Celebrate summer’s final stretch by pairing a recipe that highlights seasonal produce with an exceptional wine.
Our suggestion: the rich, full-bodied Nobilo Icon Sauvignon Blanc, matched with the earthy flavors of stuffed zucchini. Easily portable, this dish reheats beautifully in the microwave for a delicious bite aboard your Sea Ray.
In every glass of Nobilo Icon Sauvignon Blanc, clean minerality and mouthwatering acidity blend perfectly in a dance to delight the taste buds. The winemakers select grapes harvested in the Marlborough region of New Zealand, an area whose unique climate traps robust flavors within the fruit to create the quintessential bouquet.

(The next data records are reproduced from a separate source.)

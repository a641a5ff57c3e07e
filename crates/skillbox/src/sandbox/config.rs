//! Serializable sandbox configuration.

use std::path::PathBuf;

use serde::{Deserialize, Serialize};

use super::{SandboxError, VirtualSandbox};
use crate::limits::ResourceLimits;

/// Settings for a [`VirtualSandbox`].
///
/// ```json
/// { "root": "/srv/agent", "prefix": "/workspace", "working_dir": "/", "limits": { "max_output_bytes": 65536, "timeout": 5000 } }
/// ```
#[derive(Debug, Clone, PartialEq, Eq, Serialize, Deserialize)]
#[serde(default)]
pub struct SandboxConfig {
    /// Real directory backing the sandbox. `None` keeps everything in memory.
    pub root: Option<PathBuf>,
    /// Directory under `root` that becomes the sandbox's `/`.
    pub prefix: String,
    /// Working directory for commands, in sandbox coordinates.
    pub working_dir: String,
    /// Limits applied to every command.
    pub limits: ResourceLimits,
}

impl Default for SandboxConfig {
    fn default() -> Self {
        Self {
            root: None,
            prefix: "/".to_string(),
            working_dir: "/".to_string(),
            limits: ResourceLimits::default(),
        }
    }
}

impl SandboxConfig {
    /// Build a sandbox from these settings.
    pub async fn build(&self) -> Result<VirtualSandbox, SandboxError> {
        let mut builder = VirtualSandbox::builder()
            .prefix(&self.prefix)
            .working_dir(&self.working_dir)
            .limits(self.limits.clone());
        if let Some(root) = &self.root {
            builder = builder.root(root);
        }
        builder.build().await
    }
}

#[cfg(test)]
#[allow(clippy::unwrap_used)]
mod tests {
    use std::time::Duration;

    use super::*;

    #[test]
    fn test_partial_config_uses_defaults() {
        let config: SandboxConfig =
            serde_json::from_str(r#"{"prefix": "/workspace", "limits": {"max_output_bytes": 10, "timeout": 250}}"#)
                .unwrap();
        assert_eq!(config.root, None);
        assert_eq!(config.prefix, "/workspace");
        assert_eq!(config.working_dir, "/");
        assert_eq!(config.limits.timeout, Duration::from_millis(250));
        assert_eq!(config.limits.max_output_bytes, 10);
    }

    #[tokio::test]
    async fn test_build_from_config() {
        let dir = tempfile::tempdir().unwrap();
        let config = SandboxConfig {
            root: Some(dir.path().to_path_buf()),
            prefix: "/box".into(),
            ..SandboxConfig::default()
        };
        let sandbox = config.build().await.unwrap();
        assert_eq!(sandbox.vfs().root(), dir.path().join("box"));
        assert!(dir.path().join("box").is_dir());
    }
}
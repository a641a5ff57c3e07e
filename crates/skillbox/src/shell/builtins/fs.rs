//! Filesystem builtins: ls, mkdir, touch, rm, cp, mv and tee.

use std::io::{self, Write};

use async_trait::async_trait;
use futures::future::BoxFuture;

use super::{Builtin, CommandContext};
use crate::vfs::{FsError, FsResult, Vfs, path};

/// Split leading `-xyz` flags from operands. Returns `Err(c)` for a flag
/// outside `allowed`.
fn split_flags(args: &[String], allowed: &str) -> Result<(String, Vec<String>), char> {
    let mut flags = String::new();
    let mut operands = Vec::new();
    let mut options_done = false;

    for arg in args {
        if options_done || arg == "-" || !arg.starts_with('-') {
            operands.push(arg.clone());
        } else if arg == "--" {
            options_done = true;
        } else {
            for c in arg[1..].chars() {
                if !allowed.contains(c) {
                    return Err(c);
                }
                flags.push(c);
            }
        }
    }
    Ok((flags, operands))
}

macro_rules! parse_flags {
    ($ctx:expr, $args:expr, $allowed:expr) => {
        match split_flags($args, $allowed) {
            Ok(parsed) => parsed,
            Err(c) => return $ctx.usage(format!("unknown option: -{c}")),
        }
    };
}

pub(super) struct LsCommand;

#[async_trait]
impl Builtin for LsCommand {
    async fn run(&self, ctx: &mut CommandContext<'_>, args: &[String]) -> io::Result<i32> {
        let (flags, mut targets) = parse_flags!(ctx, args, "la1F");
        let long = flags.contains('l');
        let all = flags.contains('a');
        let classify = flags.contains('F');
        if targets.is_empty() {
            targets.push(".".to_string());
        }

        let mut status = 0;
        let show_headers = targets.len() > 1;
        let mut first = true;

        for target in &targets {
            let abs = match ctx.resolve(target) {
                Ok(p) => p,
                Err(e) => {
                    ctx.error(e)?;
                    status = 2;
                    continue;
                }
            };
            let meta = match ctx.fs().stat(&abs).await {
                Ok(m) => m,
                Err(e) => {
                    ctx.error(format!("cannot access '{target}': {}", describe(&e)))?;
                    status = 2;
                    continue;
                }
            };

            if !meta.is_dir {
                write_entry(&mut ctx.stdout, target, meta.is_dir, meta.size, long, classify)?;
                continue;
            }

            if show_headers {
                if !first {
                    writeln!(ctx.stdout)?;
                }
                writeln!(ctx.stdout, "{target}:")?;
            }
            first = false;

            let entries = match ctx.fs().list(&abs).await {
                Ok(entries) => entries,
                Err(e) => {
                    ctx.error(e)?;
                    status = 2;
                    continue;
                }
            };
            for entry in entries {
                if !all && entry.name.starts_with('.') {
                    continue;
                }
                write_entry(
                    &mut ctx.stdout,
                    &entry.name,
                    entry.metadata.is_dir,
                    entry.metadata.size,
                    long,
                    classify,
                )?;
            }
        }

        Ok(status)
    }
}

fn write_entry(
    out: &mut Vec<u8>,
    name: &str,
    is_dir: bool,
    size: u64,
    long: bool,
    classify: bool,
) -> io::Result<()> {
    let suffix = if classify && is_dir { "/" } else { "" };
    if long {
        let kind = if is_dir { 'd' } else { '-' };
        writeln!(out, "{kind} {size:>10} {name}{suffix}")
    } else {
        writeln!(out, "{name}{suffix}")
    }
}

/// The message part of an error, without the path prefix.
fn describe(err: &FsError) -> String {
    match err {
        FsError::NotFound(_) => "No such file or directory".into(),
        FsError::NotADirectory(_) => "Not a directory".into(),
        FsError::IsADirectory(_) => "Is a directory".into(),
        FsError::DirectoryNotEmpty(_) => "Directory not empty".into(),
        FsError::Io { source, .. } => source.to_string(),
        other => other.to_string(),
    }
}

pub(super) struct MkdirCommand;

#[async_trait]
impl Builtin for MkdirCommand {
    async fn run(&self, ctx: &mut CommandContext<'_>, args: &[String]) -> io::Result<i32> {
        let (flags, dirs) = parse_flags!(ctx, args, "p");
        let parents = flags.contains('p');
        if dirs.is_empty() {
            return ctx.usage("missing operand");
        }

        let mut status = 0;
        for dir in &dirs {
            if let Err(e) = mkdir(ctx, dir, parents).await {
                ctx.error(format!("cannot create directory '{dir}': {}", describe(&e)))?;
                status = 1;
            }
        }
        Ok(status)
    }
}

async fn mkdir(ctx: &CommandContext<'_>, dir: &str, parents: bool) -> FsResult<()> {
    let abs = ctx.resolve(dir)?;
    if !parents {
        if ctx.fs().exists(&abs).await? {
            return Err(FsError::Io {
                path: abs,
                source: io::Error::new(io::ErrorKind::AlreadyExists, "File exists"),
            });
        }
        let parent = path::parent(&abs);
        if !ctx.fs().stat(parent).await?.is_dir {
            return Err(FsError::NotADirectory(parent.to_string()));
        }
    }
    ctx.fs().mkdir_all(&abs).await
}

pub(super) struct TouchCommand;

#[async_trait]
impl Builtin for TouchCommand {
    async fn run(&self, ctx: &mut CommandContext<'_>, args: &[String]) -> io::Result<i32> {
        let (_, files) = parse_flags!(ctx, args, "c");
        if files.is_empty() {
            return ctx.usage("missing file operand");
        }

        let mut status = 0;
        for file in &files {
            let result = async {
                let abs = ctx.resolve(file)?;
                if !ctx.fs().exists(&abs).await? {
                    ctx.fs().write_file(&abs, b"").await?;
                }
                Ok::<_, FsError>(())
            }
            .await;
            if let Err(e) = result {
                ctx.error(format!("cannot touch '{file}': {}", describe(&e)))?;
                status = 1;
            }
        }
        Ok(status)
    }
}

pub(super) struct RmCommand;

#[async_trait]
impl Builtin for RmCommand {
    async fn run(&self, ctx: &mut CommandContext<'_>, args: &[String]) -> io::Result<i32> {
        let (flags, targets) = parse_flags!(ctx, args, "rRf");
        let recursive = flags.contains('r') || flags.contains('R');
        let force = flags.contains('f');
        if targets.is_empty() && !force {
            return ctx.usage("missing operand");
        }

        let mut status = 0;
        for target in &targets {
            let result = async {
                let abs = ctx.resolve(target)?;
                let meta = ctx.fs().stat(&abs).await?;
                if meta.is_dir && !recursive {
                    return Err(FsError::IsADirectory(abs));
                }
                ctx.fs().remove(&abs, recursive).await
            }
            .await;
            match result {
                Ok(()) => {}
                Err(FsError::NotFound(_)) if force => {}
                Err(e) => {
                    ctx.error(format!("cannot remove '{target}': {}", describe(&e)))?;
                    status = 1;
                }
            }
        }
        Ok(status)
    }
}

/// Split `src... dest`, resolving where each source lands.
async fn plan_transfer(
    ctx: &CommandContext<'_>,
    operands: &[String],
) -> Result<Vec<(String, String, String)>, String> {
    let Some((dest, sources)) = operands.split_last() else {
        return Err("missing file operand".into());
    };
    if sources.is_empty() {
        return Err(format!("missing destination file operand after '{dest}'"));
    }

    let dest_abs = ctx.resolve(dest).map_err(|e| e.to_string())?;
    let dest_is_dir = matches!(ctx.fs().stat(&dest_abs).await, Ok(m) if m.is_dir);
    if sources.len() > 1 && !dest_is_dir {
        return Err(format!("target '{dest}' is not a directory"));
    }

    let mut plan = Vec::with_capacity(sources.len());
    for src in sources {
        let src_abs = ctx.resolve(src).map_err(|e| e.to_string())?;
        let target = if dest_is_dir {
            let name = path::file_name(&src_abs).unwrap_or_default();
            path::join(&dest_abs, name).map_err(|e| e.to_string())?
        } else {
            dest_abs.clone()
        };
        plan.push((src.clone(), src_abs, target));
    }
    Ok(plan)
}

pub(super) struct CpCommand;

#[async_trait]
impl Builtin for CpCommand {
    async fn run(&self, ctx: &mut CommandContext<'_>, args: &[String]) -> io::Result<i32> {
        let (flags, operands) = parse_flags!(ctx, args, "rRpf");
        let recursive = flags.contains('r') || flags.contains('R');
        let plan = match plan_transfer(ctx, &operands).await {
            Ok(plan) => plan,
            Err(e) => return ctx.usage(e),
        };

        let mut status = 0;
        for (src, src_abs, target) in plan {
            let result = async {
                let meta = ctx.fs().stat(&src_abs).await?;
                if meta.is_dir && !recursive {
                    return Err(FsError::IsADirectory(src_abs.clone()));
                }
                copy_tree(ctx.fs(), src_abs.clone(), target).await
            }
            .await;
            if let Err(e) = result {
                let message = match e {
                    FsError::IsADirectory(_) if !recursive => {
                        format!("-r not specified; omitting directory '{src}'")
                    }
                    other => format!("cannot copy '{src}': {}", describe(&other)),
                };
                ctx.error(message)?;
                status = 1;
            }
        }
        Ok(status)
    }
}

fn copy_tree(fs: &Vfs, from: String, to: String) -> BoxFuture<'_, FsResult<()>> {
    Box::pin(async move {
        let meta = fs.stat(&from).await?;
        if !meta.is_dir {
            let data = fs.read_file(&from).await?;
            return fs.write_file(&to, &data).await;
        }
        if to == from || to.starts_with(&format!("{}/", from.trim_end_matches('/'))) {
            return Err(FsError::InvalidPath(format!(
                "cannot copy a directory, '{from}', into itself, '{to}'"
            )));
        }
        fs.mkdir_all(&to).await?;
        for entry in fs.list(&from).await? {
            copy_tree(fs, path::join(&from, &entry.name)?, path::join(&to, &entry.name)?).await?;
        }
        Ok(())
    })
}

pub(super) struct MvCommand;

#[async_trait]
impl Builtin for MvCommand {
    async fn run(&self, ctx: &mut CommandContext<'_>, args: &[String]) -> io::Result<i32> {
        let (_, operands) = parse_flags!(ctx, args, "f");
        let plan = match plan_transfer(ctx, &operands).await {
            Ok(plan) => plan,
            Err(e) => return ctx.usage(e),
        };

        let mut status = 0;
        for (src, src_abs, target) in plan {
            if let Err(e) = ctx.fs().rename(&src_abs, &target).await {
                ctx.error(format!("cannot move '{src}': {}", describe(&e)))?;
                status = 1;
            }
        }
        Ok(status)
    }
}

pub(super) struct TeeCommand;

#[async_trait]
impl Builtin for TeeCommand {
    async fn run(&self, ctx: &mut CommandContext<'_>, args: &[String]) -> io::Result<i32> {
        let (flags, files) = parse_flags!(ctx, args, "a");
        let append = flags.contains('a');
        let data = std::mem::take(&mut ctx.stdin);
        ctx.stdout.write_all(&data)?;

        let mut status = 0;
        for file in &files {
            let result = async {
                let abs = ctx.resolve(file)?;
                if append {
                    ctx.fs().append_file(&abs, &data).await
                } else {
                    ctx.fs().write_file(&abs, &data).await
                }
            }
            .await;
            if let Err(e) = result {
                ctx.error(e)?;
                status = 1;
            }
        }
        Ok(status)
    }
}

And while you sip, the experts at Nobilo recommend pairing the wine with stuffed zucchini. As the star of the dish, the vibrant squash is freshest in late summer, though generally available year-round. Halved and roasted with grape tomatoes, mozzarella and olive oil, this dish perfectly complements Nobilo’s signature white wine.
What you will need:
3 medium zucchini
1 cup grape tomatoes, halved
12 green olives, halved
1-1/2 cups shredded mozzarella cheese
3 Tbsp. fresh basil, thinly sliced
1/3 cup dry breadcrumbs
Preheat the oven to 350°F. Slice zucchini in half lengthwise and scoop out the seeds to form a well in the middle of each half. Drizzle the hollowed zucchini with olive oil, and season lightly with salt and pepper. Bake for 15 minutes.
Remove par-baked zucchini and dot with tomatoes and olives. Cover evenly with mozzarella. Drizzle with more olive oil and finish by sprinkling basil and breadcrumbs over the top. Finish with salt and pepper.
Increase the oven to 450°F and cook for another 10-15 minutes, rotating the pan halfway through. When breadcrumbs are golden and cheese is melted, the zucchini is done.